3) Bu açık oturumlarda yorum yapan kişiler T.C.’nin iç yapılanmasını neden bu kadar dışa vuruyorlar. Bu yapılanmaları özellikle askeriye içinde gösterip vatandaşı Türk Silahlı Kuvvetlerinden soğutarak kimin eline ne geçecek. Bütün Dünya da her devletin bir iç mekanizması var. Bunu herkes biliyor. Bizim ülkemizin iç mekanizması neden bu kadar dünya ya açılıyor. Bu kimin ya da kimlerin işine geliyor.

4) Herkes bu işlerde bir ABD mekanizması olduğunu söylüyor. Acaba Fethullah Gülen ABD’ den bu işlerimi yürütüyor. Neden bütün okullar Dünyayı saran ekonomik krizden nasibini almışken, ya da alırken sadece Fethullah Gülen ‘in okulları güçlü şekilde ayakta.

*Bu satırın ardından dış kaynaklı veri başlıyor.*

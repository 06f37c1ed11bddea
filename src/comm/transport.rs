//! Message-passing transport abstraction
//!
//! The index never talks to a transport library directly; it holds a
//! [`Transport`] handle passed in at construction. The contract mirrors the
//! point-to-point and collective subset the pipeline needs. Delivery between
//! one (source, destination) pair follows send order; nothing is promised
//! across pairs.

use std::sync::Arc;

use crossbeam::channel::{unbounded, Receiver, Sender};
use parking_lot::{Condvar, Mutex};

use crate::error::{Error, Result};

/// One transport message
#[derive(Debug)]
pub struct Message {
    pub src: usize,
    pub tag: u8,
    pub payload: Vec<u8>,
}

/// Point-to-point ordered transport with collectives
///
/// Implementations must deliver messages of one (src, dst) pair in send
/// order, must not block `send` on the receiving side, and must make
/// `barrier` and `allreduce_sum` collective over all ranks.
pub trait Transport: Send + Sync + 'static {
    fn rank(&self) -> usize;
    fn world_size(&self) -> usize;

    /// Hands the payload to the transport. Completion of the local call does
    /// not imply delivery.
    fn send(&self, dst: usize, tag: u8, payload: Vec<u8>) -> Result<()>;

    /// Blocks for the next inbound message; `Ok(None)` once the group is
    /// gone and no further message can arrive.
    fn recv(&self) -> Result<Option<Message>>;

    fn barrier(&self);

    fn allreduce_sum(&self, value: u64) -> u64;
}

/// Generation-counted rendezvous shared by every rank of an in-process group
struct Collective {
    world: usize,
    state: Mutex<CollectiveState>,
    cv: Condvar,
}

struct CollectiveState {
    arrived: usize,
    generation: u64,
    acc: u64,
    result: u64,
}

impl Collective {
    fn new(world: usize) -> Self {
        Self {
            world,
            state: Mutex::new(CollectiveState {
                arrived: 0,
                generation: 0,
                acc: 0,
                result: 0,
            }),
            cv: Condvar::new(),
        }
    }

    /// Contributes `value` and returns the group sum once everyone arrived.
    /// Doubles as a barrier with `value = 0`.
    fn reduce(&self, value: u64) -> u64 {
        let mut st = self.state.lock();
        st.acc += value;
        st.arrived += 1;
        let gen = st.generation;
        if st.arrived == self.world {
            st.arrived = 0;
            st.result = st.acc;
            st.acc = 0;
            st.generation += 1;
            self.cv.notify_all();
        } else {
            while st.generation == gen {
                self.cv.wait(&mut st);
            }
        }
        st.result
    }
}

/// In-process transport: every rank is a thread, every link a channel
///
/// Channels preserve per-sender FIFO, which is exactly the (src, dst)
/// ordering the trait demands. Collectives rendezvous through shared state.
pub struct ChannelTransport {
    rank: usize,
    world: usize,
    peers: Vec<Sender<Message>>,
    inbox: Receiver<Message>,
    collective: Arc<Collective>,
}

impl ChannelTransport {
    /// Builds a fully connected group; element `i` of the result is rank
    /// `i`'s endpoint.
    pub fn group(world_size: usize) -> Vec<ChannelTransport> {
        assert!(world_size > 0, "world size must be positive");
        let mut peers = Vec::with_capacity(world_size);
        let mut inboxes = Vec::with_capacity(world_size);
        for _ in 0..world_size {
            let (tx, rx) = unbounded();
            peers.push(tx);
            inboxes.push(rx);
        }
        let collective = Arc::new(Collective::new(world_size));
        inboxes
            .into_iter()
            .enumerate()
            .map(|(rank, inbox)| ChannelTransport {
                rank,
                world: world_size,
                peers: peers.clone(),
                inbox,
                collective: Arc::clone(&collective),
            })
            .collect()
    }
}

impl Transport for ChannelTransport {
    fn rank(&self) -> usize {
        self.rank
    }

    fn world_size(&self) -> usize {
        self.world
    }

    fn send(&self, dst: usize, tag: u8, payload: Vec<u8>) -> Result<()> {
        self.peers[dst]
            .send(Message {
                src: self.rank,
                tag,
                payload,
            })
            .map_err(|_| Error::Transport(format!("rank {dst} is gone")))
    }

    fn recv(&self) -> Result<Option<Message>> {
        Ok(self.inbox.recv().ok())
    }

    fn barrier(&self) {
        self.collective.reduce(0);
    }

    fn allreduce_sum(&self, value: u64) -> u64 {
        self.collective.reduce(value)
    }
}
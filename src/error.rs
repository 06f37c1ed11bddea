use std::path::PathBuf;

/// Unified error type for all indexing operations
#[derive(thiserror::Error, Debug)]
pub enum Error {
    #[error("I/O error: {0}")]
    Io(#[from] std::io::Error),

    #[error("Cannot open {}: {source}", path.display())]
    FileOpen {
        path: PathBuf,
        source: std::io::Error,
    },

    #[error("Invalid record structure at byte {offset}: {reason}")]
    Format { offset: u64, reason: String },

    #[error("k = {k} at {bits_per_char} bits per character exceeds the {capacity}-bit k-mer storage")]
    Overflow {
        k: usize,
        bits_per_char: u8,
        capacity: usize,
    },

    #[error("Unsupported alphabet width: {0} bits per character")]
    UnsupportedWidth(u8),

    #[error("Transport failure: {0}")]
    Transport(String),

    #[error("Worker thread panicked during index construction")]
    WorkerPanic,
}

impl Error {
    /// Shorthand for a structural error at a known byte offset.
    pub fn format(offset: u64, reason: impl Into<String>) -> Self {
        Self::Format {
            offset,
            reason: reason.into(),
        }
    }
}

pub type Result<T> = std::result::Result<T, Error>;
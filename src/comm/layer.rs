//! Buffered, coalescing communication layer
//!
//! Worker threads hand small payloads to [`CommLayer::send_buffered`]; the
//! layer appends them to a per-destination buffer under that destination's
//! mutex and ships full buffers as single transport messages from a
//! background sender thread. No lock is ever held across a transport call.
//!
//! A background receiver thread dispatches inbound payloads to the callback
//! registered for their tag. Flushing is an epoch protocol: after posting
//! its partial buffers, a rank sends a control message carrying the epoch
//! number to every rank. Because the transport is FIFO per (src, dst), the
//! control message arrives after all of that rank's data for the epoch, so
//! once controls from all ranks are in, every inbound payload of the epoch
//! has been dispatched. A final barrier makes the epoch boundary collective.

use std::collections::HashMap;
use std::sync::atomic::{AtomicU64, Ordering};
use std::sync::Arc;
use std::thread::JoinHandle;

use byteorder::{ByteOrder, LittleEndian};
use crossbeam::channel::{unbounded, Sender};
use parking_lot::{Condvar, Mutex, RwLock};

use crate::error::{Error, Result};

use super::{MessageBuffer, Transport};

/// Highest tag available to layer users; higher values are control traffic.
pub const MAX_USER_TAG: u8 = 0xEF;

const TAG_FLUSH: u8 = 0xFE;
const TAG_SHUTDOWN: u8 = 0xFF;

/// Callback invoked by the receiver thread with (source rank, payload).
pub type Handler = Box<dyn Fn(usize, &[u8]) + Send + Sync>;

enum Outbound {
    Message {
        dst: usize,
        tag: u8,
        payload: Vec<u8>,
    },
    Shutdown,
}

/// Count of posted-but-unsent messages, awaited at flush
struct PendingSends {
    count: Mutex<usize>,
    cv: Condvar,
}

impl PendingSends {
    fn new() -> Self {
        Self {
            count: Mutex::new(0),
            cv: Condvar::new(),
        }
    }

    fn inc(&self) {
        *self.count.lock() += 1;
    }

    fn dec(&self) {
        let mut count = self.count.lock();
        *count -= 1;
        if *count == 0 {
            self.cv.notify_all();
        }
    }

    fn wait_zero(&self) {
        let mut count = self.count.lock();
        while *count > 0 {
            self.cv.wait(&mut count);
        }
    }
}

/// Per-epoch count of received flush controls
struct FlushTracker {
    state: Mutex<HashMap<u64, usize>>,
    cv: Condvar,
}

impl FlushTracker {
    fn new() -> Self {
        Self {
            state: Mutex::new(HashMap::new()),
            cv: Condvar::new(),
        }
    }

    fn record(&self, epoch: u64) {
        *self.state.lock().entry(epoch).or_insert(0) += 1;
        self.cv.notify_all();
    }

    fn wait(&self, epoch: u64, world: usize) {
        let mut state = self.state.lock();
        loop {
            if state.get(&epoch).copied().unwrap_or(0) >= world {
                state.remove(&epoch);
                return;
            }
            self.cv.wait(&mut state);
        }
    }
}

/// Coalescing message layer over a [`Transport`]
pub struct CommLayer<T: Transport> {
    transport: Arc<T>,
    buffers: Vec<Mutex<MessageBuffer>>,
    /// Tag applied to coalesced buffers from `send_buffered`.
    buffered_tag: u8,
    handlers: Arc<RwLock<HashMap<u8, Handler>>>,
    out_tx: Sender<Outbound>,
    pending: Arc<PendingSends>,
    flushes: Arc<FlushTracker>,
    epoch: AtomicU64,
    sender: Option<JoinHandle<()>>,
    receiver: Option<JoinHandle<()>>,
}

impl<T: Transport> CommLayer<T> {
    /// Creates a stopped layer. Register handlers, then call [`start`].
    ///
    /// [`start`]: CommLayer::start
    ///
    /// # Panics
    ///
    /// Panics if `buffered_tag` is a control tag.
    pub fn new(transport: Arc<T>, buffer_capacity: usize, buffered_tag: u8) -> Self {
        assert!(buffered_tag <= MAX_USER_TAG, "tag reserved for control");
        let world = transport.world_size();
        let buffers = (0..world)
            .map(|_| Mutex::new(MessageBuffer::new(buffer_capacity)))
            .collect();
        let (out_tx, out_rx) = unbounded();
        let mut layer = Self {
            transport,
            buffers,
            buffered_tag,
            handlers: Arc::new(RwLock::new(HashMap::new())),
            out_tx,
            pending: Arc::new(PendingSends::new()),
            flushes: Arc::new(FlushTracker::new()),
            epoch: AtomicU64::new(0),
            sender: None,
            receiver: None,
        };
        layer.spawn_sender(out_rx);
        layer
    }

    fn spawn_sender(&mut self, out_rx: crossbeam::channel::Receiver<Outbound>) {
        let transport = Arc::clone(&self.transport);
        let pending = Arc::clone(&self.pending);
        self.sender = Some(std::thread::spawn(move || {
            while let Ok(outbound) = out_rx.recv() {
                match outbound {
                    Outbound::Message { dst, tag, payload } => {
                        if let Err(e) = transport.send(dst, tag, payload) {
                            tracing::error!(dst, tag, "send failed: {e}");
                        }
                        pending.dec();
                    }
                    Outbound::Shutdown => break,
                }
            }
        }));
    }

    /// Registers the callback for a tag. Must happen before [`start`];
    /// messages for unregistered tags are dropped with a warning.
    ///
    /// [`start`]: CommLayer::start
    pub fn register_handler(&self, tag: u8, handler: Handler) {
        assert!(tag <= MAX_USER_TAG, "tag reserved for control");
        assert!(
            self.receiver.is_none(),
            "handlers must be registered before start"
        );
        self.handlers.write().insert(tag, handler);
    }

    /// Starts the receiver thread. Inbound traffic arriving before `start`
    /// waits in the transport.
    pub fn start(&mut self) {
        assert!(self.receiver.is_none(), "layer already started");
        let transport = Arc::clone(&self.transport);
        let handlers = Arc::clone(&self.handlers);
        let flushes = Arc::clone(&self.flushes);
        let rank = self.transport.rank();
        self.receiver = Some(std::thread::spawn(move || loop {
            match transport.recv() {
                Ok(Some(msg)) => match msg.tag {
                    TAG_SHUTDOWN if msg.src == rank => break,
                    TAG_SHUTDOWN => {}
                    TAG_FLUSH => {
                        flushes.record(LittleEndian::read_u64(&msg.payload));
                    }
                    tag => {
                        if let Some(handler) = handlers.read().get(&tag) {
                            handler(msg.src, &msg.payload);
                        } else {
                            tracing::warn!(tag, src = msg.src, "no handler for tag");
                        }
                    }
                },
                Ok(None) => break,
                Err(e) => {
                    tracing::error!("receive failed: {e}");
                    break;
                }
            }
        }));
    }

    pub fn rank(&self) -> usize {
        self.transport.rank()
    }

    pub fn world_size(&self) -> usize {
        self.transport.world_size()
    }

    pub fn transport(&self) -> &T {
        &self.transport
    }

    fn enqueue(&self, dst: usize, tag: u8, payload: Vec<u8>) -> Result<()> {
        self.pending.inc();
        self.out_tx
            .send(Outbound::Message { dst, tag, payload })
            .map_err(|_| {
                self.pending.dec();
                Error::Transport("communication layer is shut down".into())
            })
    }

    /// Appends a payload to the destination's buffer, shipping the previous
    /// contents first when the payload does not fit. A payload larger than
    /// the buffer capacity travels as its own message.
    pub fn send_buffered(&self, dst: usize, bytes: &[u8]) -> Result<()> {
        let mut buf = self.buffers[dst].lock();
        if buf.try_append(bytes) {
            return Ok(());
        }
        let full = buf.take();
        if !buf.try_append(bytes) {
            drop(buf);
            if !full.is_empty() {
                self.enqueue(dst, self.buffered_tag, full)?;
            }
            return self.enqueue(dst, self.buffered_tag, bytes.to_vec());
        }
        drop(buf);
        self.enqueue(dst, self.buffered_tag, full)
    }

    /// Posts a message immediately, bypassing the coalescing buffers. Used
    /// for request/response traffic that must not wait for a flush.
    pub fn send_direct(&self, dst: usize, tag: u8, payload: Vec<u8>) -> Result<()> {
        assert!(tag <= MAX_USER_TAG, "tag reserved for control");
        self.enqueue(dst, tag, payload)
    }

    /// Collective: ships every partial buffer, waits until all in-flight
    /// messages of this epoch are sent here and received everywhere, then
    /// barriers. On return, the layer is globally quiescent.
    pub fn flush(&self) -> Result<()> {
        let epoch = self.epoch.fetch_add(1, Ordering::Relaxed) + 1;
        let world = self.world_size();
        tracing::debug!(rank = self.rank(), epoch, "flushing communication layer");

        for dst in 0..world {
            let pendings = {
                let mut buf = self.buffers[dst].lock();
                if buf.is_empty() {
                    None
                } else {
                    Some(buf.take())
                }
            };
            if let Some(payload) = pendings {
                self.enqueue(dst, self.buffered_tag, payload)?;
            }
            let mut control = [0u8; 8];
            LittleEndian::write_u64(&mut control, epoch);
            self.enqueue(dst, TAG_FLUSH, control.to_vec())?;
        }

        self.pending.wait_zero();
        self.flushes.wait(epoch, world);
        self.transport.barrier();
        Ok(())
    }
}

impl<T: Transport> Drop for CommLayer<T> {
    fn drop(&mut self) {
        let _ = self.out_tx.send(Outbound::Shutdown);
        if let Some(handle) = self.sender.take() {
            let _ = handle.join();
        }
        if self.receiver.is_some() {
            let _ = self.transport.send(self.rank(), TAG_SHUTDOWN, Vec::new());
        }
        if let Some(handle) = self.receiver.take() {
            let _ = handle.join();
        }
    }
}

#[cfg(test)]
mod testing {
    use super::*;
    use crate::comm::ChannelTransport;

    const TAG: u8 = 7;

    /// Every rank streams sequence-numbered payloads to every other rank
    /// through small buffers; after the flush each rank must have received
    /// every payload of every source in send order.
    #[test]
    fn test_coalesced_delivery_in_order() {
        let world = 4;
        let n_msgs = 257u32;
        let handles: Vec<_> = ChannelTransport::group(world)
            .into_iter()
            .map(|transport| {
                std::thread::spawn(move || {
                    let received: Arc<Mutex<HashMap<usize, Vec<u32>>>> =
                        Arc::new(Mutex::new(HashMap::new()));
                    let sink = Arc::clone(&received);

                    let mut layer = CommLayer::new(Arc::new(transport), 64, TAG);
                    layer.register_handler(
                        TAG,
                        Box::new(move |src, payload| {
                            let mut map = sink.lock();
                            let list = map.entry(src).or_default();
                            for chunk in payload.chunks_exact(4) {
                                list.push(LittleEndian::read_u32(chunk));
                            }
                        }),
                    );
                    layer.start();

                    let me = layer.rank();
                    for seq in 0..n_msgs {
                        for dst in 0..world {
                            if dst == me {
                                continue;
                            }
                            let mut bytes = [0u8; 4];
                            LittleEndian::write_u32(&mut bytes, seq);
                            layer.send_buffered(dst, &bytes).unwrap();
                        }
                    }
                    layer.flush().unwrap();

                    let map = received.lock();
                    assert_eq!(map.len(), world - 1);
                    for (src, list) in map.iter() {
                        assert_ne!(*src, me);
                        let expected: Vec<u32> = (0..n_msgs).collect();
                        assert_eq!(list, &expected, "rank {me} from {src}");
                    }
                    drop(map);
                    // second flush with no traffic must also terminate
                    layer.flush().unwrap();
                })
            })
            .collect();
        for h in handles {
            h.join().unwrap();
        }
    }

    #[test]
    fn test_direct_send_bypasses_buffers() {
        let handles: Vec<_> = ChannelTransport::group(2)
            .into_iter()
            .map(|transport| {
                std::thread::spawn(move || {
                    let received = Arc::new(Mutex::new(Vec::new()));
                    let sink = Arc::clone(&received);

                    let mut layer = CommLayer::new(Arc::new(transport), 1024, TAG);
                    layer.register_handler(
                        TAG,
                        Box::new(move |src, payload| {
                            sink.lock().push((src, payload.to_vec()));
                        }),
                    );
                    layer.start();

                    let peer = 1 - layer.rank();
                    layer.send_direct(peer, TAG, b"direct".to_vec()).unwrap();
                    layer.flush().unwrap();

                    let got = received.lock();
                    assert_eq!(got.as_slice(), &[(peer, b"direct".to_vec())]);
                })
            })
            .collect();
        for h in handles {
            h.join().unwrap();
        }
    }

    #[test]
    fn test_oversized_payload_travels_alone() {
        let handles: Vec<_> = ChannelTransport::group(2)
            .into_iter()
            .map(|transport| {
                std::thread::spawn(move || {
                    let received = Arc::new(Mutex::new(0usize));
                    let sink = Arc::clone(&received);

                    let mut layer = CommLayer::new(Arc::new(transport), 8, TAG);
                    layer.register_handler(
                        TAG,
                        Box::new(move |_src, payload| {
                            *sink.lock() += payload.len();
                        }),
                    );
                    layer.start();

                    let peer = 1 - layer.rank();
                    layer.send_buffered(peer, &[1u8; 6]).unwrap();
                    // larger than the whole buffer: must still arrive
                    layer.send_buffered(peer, &[2u8; 30]).unwrap();
                    layer.flush().unwrap();

                    assert_eq!(*received.lock(), 36);
                })
            })
            .collect();
        for h in handles {
            h.join().unwrap();
        }
    }
}
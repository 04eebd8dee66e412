//! # Service Configuration
//!
//! Loaded once at startup.
//!
//! ## Configuration Sources (Priority Order)
//! 1. Environment variables (`TILL_*`, e.g. `TILL_DATABASE_PATH`)
//! 2. Config file (`till.toml` in the working directory, optional)
//! 3. Defaults (this file)
//!
//! The default database path lives in the platform data directory:
//! - **macOS**: `~/Library/Application Support/com.till.pos/till.db`
//! - **Windows**: `%APPDATA%\till\pos\data\till.db`
//! - **Linux**: `~/.local/share/pos/till.db`

use std::path::{Path, PathBuf};
use std::time::Duration;

use directories::ProjectDirs;
use serde::Deserialize;
use till_db::DbConfig;

/// Config file looked up when no explicit path is given.
pub const DEFAULT_CONFIG_FILE: &str = "till.toml";

/// Environment variable prefix.
pub const ENV_PREFIX: &str = "TILL";

const MAX_STORAGE_TIMEOUT_MS: u64 = 60_000;

/// Service configuration.
#[derive(Debug, Clone, PartialEq, Eq, Deserialize)]
pub struct ServiceConfig {
    /// SQLite database file.
    pub database_path: PathBuf,

    /// Maximum pooled connections.
    /// Default: 5
    pub max_connections: u32,

    /// Upper bound for one storage operation, in milliseconds.
    /// Default: 5000
    pub storage_timeout_ms: u64,
}

impl ServiceConfig {
    /// Loads configuration from `till.toml` (if present) and the environment.
    pub fn load() -> Result<Self, ConfigError> {
        Self::load_from(Path::new(DEFAULT_CONFIG_FILE))
    }

    /// Loads configuration using `file` as the optional config file.
    pub fn load_from(file: &Path) -> Result<Self, ConfigError> {
        let default_path = default_database_path()?;

        let raw = config::Config::builder()
            .set_default("database_path", default_path.to_string_lossy().into_owned())?
            .set_default("max_connections", 5)?
            .set_default("storage_timeout_ms", 5_000)?
            .add_source(config::File::from(file).required(false))
            .add_source(config::Environment::with_prefix(ENV_PREFIX))
            .build()?;

        let config: ServiceConfig = raw.try_deserialize()?;
        config.validate()?;
        Ok(config)
    }

    /// Rejects values the database layer cannot work with.
    pub fn validate(&self) -> Result<(), ConfigError> {
        if self.database_path.as_os_str().is_empty() {
            return Err(ConfigError::InvalidValue {
                key: "database_path",
                reason: "must not be empty".to_string(),
            });
        }

        if self.max_connections == 0 {
            return Err(ConfigError::InvalidValue {
                key: "max_connections",
                reason: "must be at least 1".to_string(),
            });
        }

        if self.storage_timeout_ms == 0 || self.storage_timeout_ms > MAX_STORAGE_TIMEOUT_MS {
            return Err(ConfigError::InvalidValue {
                key: "storage_timeout_ms",
                reason: format!("must be between 1 and {}", MAX_STORAGE_TIMEOUT_MS),
            });
        }

        Ok(())
    }

    pub fn storage_timeout(&self) -> Duration {
        Duration::from_millis(self.storage_timeout_ms)
    }

    /// Database configuration derived from this service configuration.
    pub fn db_config(&self) -> DbConfig {
        DbConfig::new(&self.database_path)
            .max_connections(self.max_connections)
            .storage_timeout(self.storage_timeout())
    }
}

/// Platform data directory path for `till.db`.
fn default_database_path() -> Result<PathBuf, ConfigError> {
    let dirs = ProjectDirs::from("com", "till", "pos").ok_or(ConfigError::NoDataDirectory)?;
    Ok(dirs.data_dir().join("till.db"))
}

/// Configuration error types.
#[derive(Debug, thiserror::Error)]
pub enum ConfigError {
    #[error("Failed to load configuration: {0}")]
    Load(#[from] config::ConfigError),

    #[error("Invalid value for {key}: {reason}")]
    InvalidValue { key: &'static str, reason: String },

    #[error("Could not determine app data directory")]
    NoDataDirectory,
}

// =============================================================================
// Unit Tests
// =============================================================================

#[cfg(test)]
mod tests {
    use super::*;
    use std::io::Write;

    #[test]
    fn test_file_overrides_defaults() {
        let dir = tempfile::tempdir().unwrap();
        let path = dir.path().join("till.toml");
        let mut file = std::fs::File::create(&path).unwrap();
        writeln!(file, "database_path = \"/srv/till/ledger.db\"").unwrap();
        writeln!(file, "storage_timeout_ms = 750").unwrap();

        let config = ServiceConfig::load_from(&path).unwrap();
        assert_eq!(config.database_path, PathBuf::from("/srv/till/ledger.db"));
        assert_eq!(config.storage_timeout(), Duration::from_millis(750));
        assert_eq!(config.max_connections, 5);
    }

    #[test]
    fn test_missing_file_uses_defaults() {
        let dir = tempfile::tempdir().unwrap();
        let config = ServiceConfig::load_from(&dir.path().join("absent.toml")).unwrap();
        assert!(config.database_path.ends_with("till.db"));
        assert_eq!(config.storage_timeout_ms, 5_000);
    }

    #[test]
    fn test_invalid_values_rejected() {
        let dir = tempfile::tempdir().unwrap();
        let path = dir.path().join("till.toml");
        std::fs::write(&path, "max_connections = 0\n").unwrap();

        let err = ServiceConfig::load_from(&path).unwrap_err();
        assert!(matches!(
            err,
            ConfigError::InvalidValue {
                key: "max_connections",
                ..
            }
        ));

        std::fs::write(&path, "storage_timeout_ms = \"soon\"\n").unwrap();
        assert!(matches!(
            ServiceConfig::load_from(&path).unwrap_err(),
            ConfigError::Load(_)
        ));
    }
}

5) Şamil Tayyar bey Büyüteç programında, ”Ergenekon ile hukuk işlemeye başladı diyor” peki bu hukuk Deniz Fenerinde neden işlemeye başlamadı? Seçimler yaklaşıyor Ergenekon dalgalanmaları ve buna bağlı tutuklamalar artıyor. Acaba bu tutuklamalar bilinçlimi yapılıyor. Yani seçimler yaklaştı, Deniz feneri olayı halkın gözünde büyük tepki aldı. O tepki unutturulmak mı isteniyor? Bana göre o silahların bulunmasına yol gösterdiği idda edilen krokiler bu kadar büyük örgütlerin , yine idda edilen başlarının acemiliği ile evlerinde bulunmuş olabilir mi? Eğer bu insanlar bu kadar acemi ise böyle iddea edilen böyle bir örgütün başı nasıl olabiliyorlar. Cahil bir vatandaşım, ama ister istemez o kadar yorum dinliyoruz ki bizde artık soru sorar hale geldik. Bu olayların halkımıza katacağı tek değer bu olacak galiba.. yorumlarla aydınlanacağız..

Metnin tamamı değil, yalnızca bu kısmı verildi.